■ Source data
= Beginning of Section =

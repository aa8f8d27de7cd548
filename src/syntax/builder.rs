//! Fluent construction of [`RuleFile`] trees without source text.
//!
//! Every node gets a synthetic range from a running cursor. Leaves are
//! [`LEAF_WIDTH`] wide, siblings are separated by a one-byte gap, and a
//! container's range strictly encloses its children, so `rule_at` and the
//! statement-position logic behave exactly as they would on parsed text.
//!
//! ```
//! use drlscope::syntax::{Expr, RuleFileBuilder};
//!
//! let file = RuleFileBuilder::new()
//!     .global("java.util.List", "items")
//!     .rule("R1", |r| {
//!         r.when(|c| {
//!             c.bind("$f", "Fact");
//!         });
//!         r.then(|a| {
//!             a.assign("x", Expr::int(1));
//!         });
//!     })
//!     .build();
//! assert_eq!(file.rules.len(), 1);
//! ```

use smol_str::SmolStr;

use super::tree::*;
use crate::base::{TextRange, TextSize};

/// Width of every leaf node.
pub const LEAF_WIDTH: u32 = 4;

#[derive(Debug, Default)]
struct Layout {
    cursor: u32,
}

impl Layout {
    fn leaf(&mut self) -> TextRange {
        let start = self.cursor;
        self.cursor += LEAF_WIDTH + 1;
        TextRange::new(start.into(), (start + LEAF_WIDTH).into())
    }

    fn open(&mut self) -> TextSize {
        let start = self.cursor;
        self.cursor += 1;
        start.into()
    }

    fn close(&mut self, start: TextSize) -> TextRange {
        let end = self.cursor;
        self.cursor += 1;
        TextRange::new(start, end.into())
    }

    /// Assign ranges to an expression tree built with the `Expr` helpers.
    fn place_expr(&mut self, expr: &mut Expr) {
        let start = self.open();
        match &mut expr.kind {
            ExprKind::Literal(_) | ExprKind::Name(_) | ExprKind::Opaque(_) => {
                // leaves still get a visible width
                self.cursor += LEAF_WIDTH;
            }
            ExprKind::New { args, .. } => args.iter_mut().for_each(|a| self.place_expr(a)),
            ExprKind::Cast { expr: inner, .. } => self.place_expr(inner),
            ExprKind::Call { receiver, args, .. } => {
                if let Some(receiver) = receiver {
                    self.place_expr(receiver);
                }
                args.iter_mut().for_each(|a| self.place_expr(a));
            }
            ExprKind::Field { receiver, .. } => self.place_expr(receiver),
        }
        expr.range = self.close(start);
    }
}

/// Builds a whole rule file. Nodes are laid out in call order.
#[derive(Debug)]
pub struct RuleFileBuilder {
    layout: Layout,
    start: TextSize,
    file: RuleFile,
}

impl Default for RuleFileBuilder {
    fn default() -> Self {
        Self::new()
    }
}

impl RuleFileBuilder {
    pub fn new() -> Self {
        let mut layout = Layout::default();
        let start = layout.open();
        Self {
            layout,
            start,
            file: RuleFile::default(),
        }
    }

    pub fn package(mut self, name: &str) -> Self {
        self.layout.leaf();
        self.file.package = Some(name.into());
        self
    }

    fn import(mut self, target: SmolStr, kind: ImportKind) -> Self {
        let range = self.layout.leaf();
        self.file.imports.push(Import {
            target,
            kind,
            range,
        });
        self
    }

    /// `import a.b.Type;`
    pub fn import_class(self, target: &str) -> Self {
        self.import(target.into(), ImportKind::Class)
    }

    /// `import a.b.*;` (pass the package name without `.*`).
    pub fn import_package(self, package: &str) -> Self {
        let target = format!("{}.*", package.trim_end_matches(".*"));
        self.import(target.into(), ImportKind::Package)
    }

    /// `import static a.b.Type.member;`
    pub fn import_static(self, target: &str) -> Self {
        self.import(target.into(), ImportKind::Static)
    }

    /// `import function a.b.Type.method;`
    pub fn import_function(self, target: &str) -> Self {
        self.import(target.into(), ImportKind::Function)
    }

    /// `declare Name field : Type ... end`
    pub fn declare_class(mut self, name: &str, fields: &[(&str, &str)]) -> Self {
        let range = self.layout.leaf();
        self.file.declared_types.push(TypeDeclaration {
            name: name.into(),
            shape: DeclShape::Class,
            fields: fields
                .iter()
                .map(|(field, ty)| FieldDecl {
                    name: (*field).into(),
                    type_name: (*ty).into(),
                })
                .collect(),
            range,
        });
        self
    }

    /// `declare enum Name ... end`
    pub fn declare_enum(mut self, name: &str) -> Self {
        let range = self.layout.leaf();
        self.file.declared_types.push(TypeDeclaration {
            name: name.into(),
            shape: DeclShape::Enum,
            fields: Vec::new(),
            range,
        });
        self
    }

    /// `global Type name;`
    pub fn global(mut self, type_name: &str, name: &str) -> Self {
        let range = self.layout.leaf();
        self.file.globals.push(GlobalVariable {
            name: name.into(),
            type_name: type_name.into(),
            range,
        });
        self
    }

    /// `function ReturnType name(Type p, ...) { ... }`
    pub fn function(
        mut self,
        return_type: Option<&str>,
        name: &str,
        params: &[(&str, &str)],
    ) -> Self {
        let range = self.layout.leaf();
        self.file.functions.push(FunctionDeclaration {
            name: name.into(),
            return_type: return_type.map(SmolStr::from),
            params: params
                .iter()
                .map(|(ty, param)| Param {
                    name: (*param).into(),
                    type_name: (*ty).into(),
                })
                .collect(),
            range,
        });
        self
    }

    /// `unit Name;`
    pub fn unit(mut self, name: &str) -> Self {
        let range = self.layout.leaf();
        self.file.unit = Some(UnitRef {
            name: name.into(),
            range,
        });
        self
    }

    pub fn rule(mut self, name: &str, build: impl FnOnce(&mut RuleBuilder<'_>)) -> Self {
        let start = self.layout.open();
        self.layout.leaf();
        let mut builder = RuleBuilder {
            layout: &mut self.layout,
            name: name.into(),
            parent: None,
            condition: None,
            action: None,
        };
        build(&mut builder);
        let rule = builder.finish(start);
        self.file.rules.push(rule);
        self
    }

    pub fn build(mut self) -> RuleFile {
        self.file.range = self.layout.close(self.start);
        self.file
    }
}

/// Builds one rule. Call `extends`, `when` and `then` in textual order.
#[derive(Debug)]
pub struct RuleBuilder<'a> {
    layout: &'a mut Layout,
    name: SmolStr,
    parent: Option<ParentRef>,
    condition: Option<ConditionSection>,
    action: Option<ActionSection>,
}

impl RuleBuilder<'_> {
    pub fn extends(&mut self, parent: &str) -> &mut Self {
        let range = self.layout.leaf();
        self.parent = Some(ParentRef {
            name: parent.into(),
            range,
        });
        self
    }

    pub fn when(&mut self, build: impl FnOnce(&mut PatternsBuilder<'_>)) -> &mut Self {
        let start = self.layout.open();
        let mut patterns = PatternsBuilder::new(self.layout);
        build(&mut patterns);
        let patterns = patterns.patterns;
        self.condition = Some(ConditionSection {
            patterns,
            range: self.layout.close(start),
        });
        self
    }

    pub fn then(&mut self, build: impl FnOnce(&mut StatementsBuilder<'_>)) -> &mut Self {
        let start = self.layout.open();
        let mut statements = StatementsBuilder::new(self.layout);
        build(&mut statements);
        let statements = statements.statements;
        self.action = Some(ActionSection {
            statements,
            range: self.layout.close(start),
        });
        self
    }

    fn finish(self, start: TextSize) -> Rule {
        let condition = match self.condition {
            Some(condition) => condition,
            None => ConditionSection {
                patterns: Vec::new(),
                range: self.layout.leaf(),
            },
        };
        let action = match self.action {
            Some(action) => action,
            None => ActionSection {
                statements: Vec::new(),
                range: self.layout.leaf(),
            },
        };
        Rule {
            name: self.name,
            parent: self.parent,
            condition,
            action,
            range: self.layout.close(start),
        }
    }
}

/// Builds a list of condition patterns.
#[derive(Debug)]
pub struct PatternsBuilder<'a> {
    layout: &'a mut Layout,
    patterns: Vec<Pattern>,
}

impl<'a> PatternsBuilder<'a> {
    fn new(layout: &'a mut Layout) -> Self {
        Self {
            layout,
            patterns: Vec::new(),
        }
    }

    fn nested(
        &mut self,
        build: impl FnOnce(&mut PatternsBuilder<'_>),
        kind: impl FnOnce(Vec<Pattern>) -> PatternKind,
    ) -> &mut Self {
        let start = self.layout.open();
        let mut inner = PatternsBuilder::new(self.layout);
        build(&mut inner);
        let children = inner.patterns;
        let range = self.layout.close(start);
        self.patterns.push(Pattern {
            kind: kind(children),
            range,
        });
        self
    }

    /// `$name : Type()`
    pub fn bind(&mut self, name: &str, constrained_type: &str) -> &mut Self {
        let range = self.layout.leaf();
        self.patterns.push(Pattern {
            kind: PatternKind::Bind {
                name: Some(name.into()),
                constrained_type: constrained_type.into(),
                constraints: Vec::new(),
            },
            range,
        });
        self
    }

    /// `Type()` with no bind.
    pub fn fact(&mut self, constrained_type: &str) -> &mut Self {
        let range = self.layout.leaf();
        self.patterns.push(Pattern {
            kind: PatternKind::Bind {
                name: None,
                constrained_type: constrained_type.into(),
                constraints: Vec::new(),
            },
            range,
        });
        self
    }

    /// `$name : Type( constraints )`
    pub fn bind_with(
        &mut self,
        name: Option<&str>,
        constrained_type: &str,
        build: impl FnOnce(&mut PatternsBuilder<'_>),
    ) -> &mut Self {
        let name = name.map(SmolStr::from);
        let constrained_type = SmolStr::from(constrained_type);
        self.nested(build, |constraints| PatternKind::Bind {
            name,
            constrained_type,
            constraints,
        })
    }

    /// `$name : field` inside a constraint list.
    pub fn field_bind(&mut self, name: &str, field: &str) -> &mut Self {
        let range = self.layout.leaf();
        self.patterns.push(Pattern {
            kind: PatternKind::FieldBind {
                name: name.into(),
                field: field.into(),
            },
            range,
        });
        self
    }

    /// `$name : /a/b/c` (OOPath). Each segment gets its own range.
    pub fn path(&mut self, name: Option<&str>, segments: &[&str]) -> &mut Self {
        let start = self.layout.open();
        let segments = segments
            .iter()
            .map(|segment| PathSegment {
                name: (*segment).into(),
                range: self.layout.leaf(),
            })
            .collect();
        let range = self.layout.close(start);
        self.patterns.push(Pattern {
            kind: PatternKind::PathBind {
                name: name.map(SmolStr::from),
                segments,
            },
            range,
        });
        self
    }

    /// `accumulate( source ; $name : function(...) )`
    pub fn accumulate(
        &mut self,
        name: &str,
        function: &str,
        build: impl FnOnce(&mut PatternsBuilder<'_>),
    ) -> &mut Self {
        let name = SmolStr::from(name);
        let function = SmolStr::from(function);
        self.nested(build, |source| PatternKind::Accumulate {
            name,
            function,
            source,
        })
    }

    /// `not ( ... )`, `or ( ... )` and friends.
    pub fn group(
        &mut self,
        op: GroupOp,
        build: impl FnOnce(&mut PatternsBuilder<'_>),
    ) -> &mut Self {
        self.nested(build, |children| PatternKind::Group { op, children })
    }
}

/// Builds a list of action statements.
#[derive(Debug)]
pub struct StatementsBuilder<'a> {
    layout: &'a mut Layout,
    statements: Vec<Statement>,
}

impl<'a> StatementsBuilder<'a> {
    fn new(layout: &'a mut Layout) -> Self {
        Self {
            layout,
            statements: Vec::new(),
        }
    }

    fn push(&mut self, build: impl FnOnce(&mut Layout) -> StatementKind) -> &mut Self {
        let start = self.layout.open();
        let kind = build(self.layout);
        let range = self.layout.close(start);
        self.statements.push(Statement { kind, range });
        self
    }

    fn placed(layout: &mut Layout, mut expr: Expr) -> Expr {
        layout.place_expr(&mut expr);
        expr
    }

    /// `Type name = init;`
    pub fn declare(&mut self, type_name: &str, name: &str, init: Option<Expr>) -> &mut Self {
        self.push(|layout| StatementKind::LocalDecl {
            name: name.into(),
            type_name: Some(type_name.into()),
            init: init.map(|init| Self::placed(layout, init)),
        })
    }

    /// `var name = init;`
    pub fn declare_inferred(&mut self, name: &str, init: Expr) -> &mut Self {
        self.push(|layout| StatementKind::LocalDecl {
            name: name.into(),
            type_name: None,
            init: Some(Self::placed(layout, init)),
        })
    }

    /// `target = value;`
    pub fn assign(&mut self, target: &str, value: Expr) -> &mut Self {
        self.push(|layout| StatementKind::Assignment {
            target: target.into(),
            value: Self::placed(layout, value),
        })
    }

    /// `expr;`
    pub fn expr(&mut self, expr: Expr) -> &mut Self {
        self.push(|layout| StatementKind::Expr(Self::placed(layout, expr)))
    }

    /// `{ ... }`
    pub fn block(&mut self, build: impl FnOnce(&mut StatementsBuilder<'_>)) -> &mut Self {
        self.push(|layout| {
            let mut inner = StatementsBuilder::new(layout);
            build(&mut inner);
            StatementKind::Block(inner.statements)
        })
    }
}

= End of Section =

■ What is expected
In the answer, the lines from the first line of the data above through the line containing "self.place_expr(receiver);" must appear exactly as written, with nothing else.

■ Answer for this exercise
repository aa8f8d27de7cd548
filename src/syntax/builder.rs
//! Fluent construction of [`RuleFile`] trees without source text.
//!
//! Every node gets a synthetic range from a running cursor. Leaves are
//! [`LEAF_WIDTH`] wide, siblings are separated by a one-byte gap, and a
//! container's range strictly encloses its children, so `rule_at` and the
//! statement-position logic behave exactly as they would on parsed text.
//!
//! ```
//! use drlscope::syntax::{Expr, RuleFileBuilder};
//!
//! let file = RuleFileBuilder::new()
//!     .global("java.util.List", "items")
//!     .rule("R1", |r| {
//!         r.when(|c| {
//!             c.bind("$f", "Fact");
//!         });
//!         r.then(|a| {
//!             a.assign("x", Expr::int(1));
//!         });
//!     })
//!     .build();
//! assert_eq!(file.rules.len(), 1);
//! ```

use smol_str::SmolStr;

use super::tree::*;
use crate::base::{TextRange, TextSize};

/// Width of every leaf node.
pub const LEAF_WIDTH: u32 = 4;

#[derive(Debug, Default)]
struct Layout {
    cursor: u32,
}

impl Layout {
    fn leaf(&mut self) -> TextRange {
        let start = self.cursor;
        self.cursor += LEAF_WIDTH + 1;
        TextRange::new(start.into(), (start + LEAF_WIDTH).into())
    }

    fn open(&mut self) -> TextSize {
        let start = self.cursor;
        self.cursor += 1;
        start.into()
    }

    fn close(&mut self, start: TextSize) -> TextRange {
        let end = self.cursor;
        self.cursor += 1;
        TextRange::new(start, end.into())
    }

    /// Assign ranges to an expression tree built with the `Expr` helpers.
    fn place_expr(&mut self, expr: &mut Expr) {
        let start = self.open();
        match &mut expr.kind {
            ExprKind::Literal(_) | ExprKind::Name(_) | ExprKind::Opaque(_) => {
                // leaves still get a visible width
                self.cursor += LEAF_WIDTH;
            }
            ExprKind::New { args, .. } => args.iter_mut().for_each(|a| self.place_expr(a)),
            ExprKind::Cast { expr: inner, .. } => self.place_expr(inner),
            ExprKind::Call { receiver, args, .. } => {
                if let Some(receiver) = receiver {
                    self.place_expr(receiver);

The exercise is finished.